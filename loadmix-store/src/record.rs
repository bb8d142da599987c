/// Name of the field holding a record's unique identifier.
pub const NUMBER_FIELD: &str = "number";

/// Name of the field holding the simulated client that created a record.
pub const GROUP_FIELD: &str = "group";

/// The unit of data written to and read from a store.
#[derive(Clone, Copy, Debug, Eq, Hash, PartialEq)]
pub struct Record {
    /// Unique identifier, allocated from the shared id counter.
    pub number: u64,
    /// The simulated client that inserted this record.
    pub group: u64,
}

impl Record {
    /// Returns the value of the named field, or `None` for unknown fields.
    pub fn field(&self, name: &str) -> Option<u64> {
        match name {
            NUMBER_FIELD => Some(self.number),
            GROUP_FIELD => Some(self.group),
            _ => None,
        }
    }
}
//! The id counter shared by all simulated clients.

use std::num::NonZeroU64;
use std::sync::atomic::{AtomicU64, Ordering};

/// Process-wide source of record numbers.
///
/// The counter is the exclusive upper bound of all record numbers that may exist in the store.
/// Reads pick their target in `[0, next())`, and inserts allocate a fresh number with
/// [`advance`](Self::advance). It starts at a non-zero value so that the read range is never
/// empty, and it only ever grows.
#[derive(Debug)]
pub struct IdCounter {
    next: AtomicU64,
}

impl IdCounter {
    /// Creates a counter starting at `start`.
    pub fn new(start: NonZeroU64) -> Self {
        Self {
            next: AtomicU64::new(start.get()),
        }
    }

    /// Returns the current exclusive upper bound of allocated numbers.
    pub fn next(&self) -> u64 {
        self.next.load(Ordering::Acquire)
    }

    /// Allocates a new number, returning it.
    ///
    /// The returned number is unique across all callers.
    pub fn advance(&self) -> u64 {
        self.next.fetch_add(1, Ordering::AcqRel)
    }
}

#[cfg(test)]
mod tests {
    use std::collections::HashSet;
    use std::sync::Arc;

    use super::*;

    fn counter(start: u64) -> IdCounter {
        IdCounter::new(NonZeroU64::new(start).unwrap())
    }

    #[test]
    fn next_is_idempotent() {
        let counter = counter(1000);
        assert_eq!(counter.next(), 1000);
        assert_eq!(counter.next(), 1000);
    }

    #[test]
    fn advance_returns_previous_value() {
        let counter = counter(1000);

        assert_eq!(counter.advance(), 1000);
        assert_eq!(counter.advance(), 1001);
        assert_eq!(counter.next(), 1002);
    }

    #[tokio::test(flavor = "multi_thread", worker_threads = 4)]
    async fn concurrent_advances_are_not_lost() {
        const TASKS: u64 = 16;
        const ADVANCES: u64 = 1000;

        let counter = Arc::new(counter(1000));
        let tasks: Vec<_> = (0..TASKS)
            .map(|_| {
                let counter = Arc::clone(&counter);
                tokio::spawn(async move {
                    let mut ids = Vec::with_capacity(ADVANCES as usize);
                    for _ in 0..ADVANCES {
                        ids.push(counter.advance());
                        tokio::task::yield_now().await;
                    }
                    ids
                })
            })
            .collect();

        let mut seen = HashSet::new();
        for task in tasks {
            for id in task.await.unwrap() {
                assert!(id >= 1000);
                assert!(seen.insert(id), "id {id} allocated twice");
            }
        }

        assert_eq!(seen.len() as u64, TASKS * ADVANCES);
        assert_eq!(counter.next(), 1000 + TASKS * ADVANCES);
    }

    #[test]
    fn never_decreases_under_contention() {
        let counter = counter(1);

        std::thread::scope(|scope| {
            for _ in 0..4 {
                scope.spawn(|| {
                    for _ in 0..1000 {
                        counter.advance();
                    }
                });
            }

            scope.spawn(|| {
                let mut last = counter.next();
                for _ in 0..1000 {
                    let current = counter.next();
                    assert!(current >= last);
                    assert!(current > 0);
                    last = current;
                }
            });
        });

        assert_eq!(counter.next(), 4001);
    }
}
++++++++
» What the task requires:
Filter by the word "IdCounter": copy every line of the data that holds it.

» Exercise result:
pub struct IdCounter {
impl IdCounter {
    fn counter(start: u64) -> IdCounter {
        IdCounter::new(NonZeroU64::new(start).unwrap())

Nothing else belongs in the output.